# Task details
Show the lines below that contain the string "IntoResponse".

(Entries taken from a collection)
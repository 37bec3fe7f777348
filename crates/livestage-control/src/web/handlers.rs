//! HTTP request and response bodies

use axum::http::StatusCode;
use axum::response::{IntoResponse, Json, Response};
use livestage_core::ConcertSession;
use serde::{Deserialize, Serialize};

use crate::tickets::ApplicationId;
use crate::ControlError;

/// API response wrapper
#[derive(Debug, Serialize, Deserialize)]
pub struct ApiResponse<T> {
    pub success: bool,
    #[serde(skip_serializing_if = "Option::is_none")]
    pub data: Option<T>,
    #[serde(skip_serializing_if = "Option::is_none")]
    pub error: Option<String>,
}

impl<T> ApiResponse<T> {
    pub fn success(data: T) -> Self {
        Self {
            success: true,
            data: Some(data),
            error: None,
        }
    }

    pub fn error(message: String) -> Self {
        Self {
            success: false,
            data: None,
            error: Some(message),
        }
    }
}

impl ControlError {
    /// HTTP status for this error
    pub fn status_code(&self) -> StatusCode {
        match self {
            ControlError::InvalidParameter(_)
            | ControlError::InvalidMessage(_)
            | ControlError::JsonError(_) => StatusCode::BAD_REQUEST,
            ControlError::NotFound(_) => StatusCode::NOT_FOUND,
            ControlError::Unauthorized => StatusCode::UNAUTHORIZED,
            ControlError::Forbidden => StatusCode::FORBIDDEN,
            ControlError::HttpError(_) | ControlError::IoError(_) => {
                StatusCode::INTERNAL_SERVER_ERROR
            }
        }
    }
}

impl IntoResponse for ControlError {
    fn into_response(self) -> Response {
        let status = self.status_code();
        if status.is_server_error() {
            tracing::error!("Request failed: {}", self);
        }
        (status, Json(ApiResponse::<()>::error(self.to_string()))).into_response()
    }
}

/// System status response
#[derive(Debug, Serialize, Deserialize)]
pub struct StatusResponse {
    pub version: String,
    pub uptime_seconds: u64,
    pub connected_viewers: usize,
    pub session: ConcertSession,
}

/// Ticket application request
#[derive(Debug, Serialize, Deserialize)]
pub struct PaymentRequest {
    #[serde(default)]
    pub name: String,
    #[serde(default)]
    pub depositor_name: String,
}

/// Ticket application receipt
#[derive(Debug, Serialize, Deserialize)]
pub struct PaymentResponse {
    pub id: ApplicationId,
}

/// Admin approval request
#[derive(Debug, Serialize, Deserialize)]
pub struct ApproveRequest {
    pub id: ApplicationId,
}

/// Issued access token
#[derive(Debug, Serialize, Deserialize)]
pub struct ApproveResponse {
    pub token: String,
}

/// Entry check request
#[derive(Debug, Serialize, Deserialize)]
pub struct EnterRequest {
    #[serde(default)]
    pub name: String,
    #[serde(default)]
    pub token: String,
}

# Solution to the problem
use axum::response::{IntoResponse, Json, Response};
impl IntoResponse for ControlError {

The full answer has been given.